Saved entries
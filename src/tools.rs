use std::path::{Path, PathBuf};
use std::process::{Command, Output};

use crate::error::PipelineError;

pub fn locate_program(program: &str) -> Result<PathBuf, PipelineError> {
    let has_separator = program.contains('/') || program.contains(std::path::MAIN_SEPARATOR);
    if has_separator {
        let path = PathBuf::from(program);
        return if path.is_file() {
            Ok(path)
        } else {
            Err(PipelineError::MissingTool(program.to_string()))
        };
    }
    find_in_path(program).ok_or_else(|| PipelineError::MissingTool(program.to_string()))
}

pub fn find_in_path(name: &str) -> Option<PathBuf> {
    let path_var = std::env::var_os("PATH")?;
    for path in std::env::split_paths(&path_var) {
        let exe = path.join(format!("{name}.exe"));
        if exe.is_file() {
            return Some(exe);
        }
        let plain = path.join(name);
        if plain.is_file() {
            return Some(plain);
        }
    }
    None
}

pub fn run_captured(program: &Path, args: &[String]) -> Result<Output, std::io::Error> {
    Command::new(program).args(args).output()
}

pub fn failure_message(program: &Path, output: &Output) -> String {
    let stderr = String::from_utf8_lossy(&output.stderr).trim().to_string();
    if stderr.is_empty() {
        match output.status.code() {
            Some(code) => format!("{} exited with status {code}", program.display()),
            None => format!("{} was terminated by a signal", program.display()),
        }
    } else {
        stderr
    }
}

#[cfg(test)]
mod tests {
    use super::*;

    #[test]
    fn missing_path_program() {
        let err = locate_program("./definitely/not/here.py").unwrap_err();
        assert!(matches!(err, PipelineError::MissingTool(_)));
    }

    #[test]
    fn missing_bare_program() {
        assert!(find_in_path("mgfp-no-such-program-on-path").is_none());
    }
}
---
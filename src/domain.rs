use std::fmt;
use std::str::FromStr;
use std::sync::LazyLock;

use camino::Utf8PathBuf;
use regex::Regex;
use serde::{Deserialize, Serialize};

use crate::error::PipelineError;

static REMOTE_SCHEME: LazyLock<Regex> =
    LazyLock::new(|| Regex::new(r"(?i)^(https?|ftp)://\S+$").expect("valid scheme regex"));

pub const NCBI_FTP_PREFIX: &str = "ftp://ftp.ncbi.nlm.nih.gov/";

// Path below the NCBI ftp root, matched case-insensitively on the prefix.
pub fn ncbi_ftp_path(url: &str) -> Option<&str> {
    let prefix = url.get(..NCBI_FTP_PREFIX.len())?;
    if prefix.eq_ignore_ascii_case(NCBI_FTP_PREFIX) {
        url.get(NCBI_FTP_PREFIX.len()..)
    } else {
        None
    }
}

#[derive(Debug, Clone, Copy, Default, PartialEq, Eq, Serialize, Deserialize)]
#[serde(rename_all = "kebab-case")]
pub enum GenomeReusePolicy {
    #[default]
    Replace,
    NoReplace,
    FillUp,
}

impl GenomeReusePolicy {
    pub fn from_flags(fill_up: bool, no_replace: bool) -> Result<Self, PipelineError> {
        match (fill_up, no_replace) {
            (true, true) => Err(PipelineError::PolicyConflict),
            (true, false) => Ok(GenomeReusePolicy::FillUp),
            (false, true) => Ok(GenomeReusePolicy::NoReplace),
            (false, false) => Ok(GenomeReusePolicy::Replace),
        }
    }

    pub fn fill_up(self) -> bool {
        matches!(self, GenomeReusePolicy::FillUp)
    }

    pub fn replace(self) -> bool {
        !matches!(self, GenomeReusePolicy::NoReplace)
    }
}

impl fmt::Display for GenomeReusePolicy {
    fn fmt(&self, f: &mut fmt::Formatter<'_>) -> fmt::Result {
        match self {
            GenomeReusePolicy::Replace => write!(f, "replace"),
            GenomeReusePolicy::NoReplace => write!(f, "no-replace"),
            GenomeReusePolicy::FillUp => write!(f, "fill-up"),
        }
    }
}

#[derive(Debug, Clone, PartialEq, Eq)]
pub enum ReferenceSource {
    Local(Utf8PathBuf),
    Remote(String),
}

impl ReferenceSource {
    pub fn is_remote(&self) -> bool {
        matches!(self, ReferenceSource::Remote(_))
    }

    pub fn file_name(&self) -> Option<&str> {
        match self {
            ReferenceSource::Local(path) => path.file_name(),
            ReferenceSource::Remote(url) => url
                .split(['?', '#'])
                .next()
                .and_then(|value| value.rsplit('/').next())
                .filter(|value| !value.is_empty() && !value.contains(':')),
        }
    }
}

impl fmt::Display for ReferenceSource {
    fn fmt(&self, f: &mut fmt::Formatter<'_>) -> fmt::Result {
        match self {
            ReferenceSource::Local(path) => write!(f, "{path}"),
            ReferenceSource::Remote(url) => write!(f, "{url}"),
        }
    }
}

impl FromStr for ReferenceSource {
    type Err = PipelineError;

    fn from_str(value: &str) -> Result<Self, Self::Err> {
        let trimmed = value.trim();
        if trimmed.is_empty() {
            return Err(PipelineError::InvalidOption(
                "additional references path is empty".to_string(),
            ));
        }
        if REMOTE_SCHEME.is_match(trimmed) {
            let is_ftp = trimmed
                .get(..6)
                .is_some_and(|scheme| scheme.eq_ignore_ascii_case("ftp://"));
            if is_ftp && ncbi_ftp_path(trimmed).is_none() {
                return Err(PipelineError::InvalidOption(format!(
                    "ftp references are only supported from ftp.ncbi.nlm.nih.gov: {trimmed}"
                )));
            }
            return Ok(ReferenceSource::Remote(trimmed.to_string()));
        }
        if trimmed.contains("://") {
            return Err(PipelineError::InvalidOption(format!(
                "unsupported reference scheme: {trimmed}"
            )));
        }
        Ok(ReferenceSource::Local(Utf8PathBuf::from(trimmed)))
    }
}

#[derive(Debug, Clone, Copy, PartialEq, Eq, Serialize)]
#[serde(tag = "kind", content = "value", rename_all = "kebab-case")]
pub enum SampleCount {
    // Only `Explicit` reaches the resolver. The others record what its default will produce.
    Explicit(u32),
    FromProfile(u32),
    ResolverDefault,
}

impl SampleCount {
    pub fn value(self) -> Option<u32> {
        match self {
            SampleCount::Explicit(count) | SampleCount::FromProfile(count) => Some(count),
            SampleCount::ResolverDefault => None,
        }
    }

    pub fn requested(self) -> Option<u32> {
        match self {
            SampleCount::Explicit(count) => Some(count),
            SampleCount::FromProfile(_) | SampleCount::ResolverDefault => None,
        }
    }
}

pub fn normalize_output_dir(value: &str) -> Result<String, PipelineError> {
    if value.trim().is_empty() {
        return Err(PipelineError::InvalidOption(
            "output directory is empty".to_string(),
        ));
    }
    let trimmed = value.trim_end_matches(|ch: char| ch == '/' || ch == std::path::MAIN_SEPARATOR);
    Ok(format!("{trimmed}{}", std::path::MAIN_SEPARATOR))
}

DESCRIPTION OF THE TASK - Bring together every line in the entries that holds the string "impl".

ANSWER BOX -
impl GenomeReusePolicy {
impl fmt::Display for GenomeReusePolicy {
impl ReferenceSource {
impl fmt::Display for ReferenceSource {
impl FromStr for ReferenceSource {
impl SampleCount {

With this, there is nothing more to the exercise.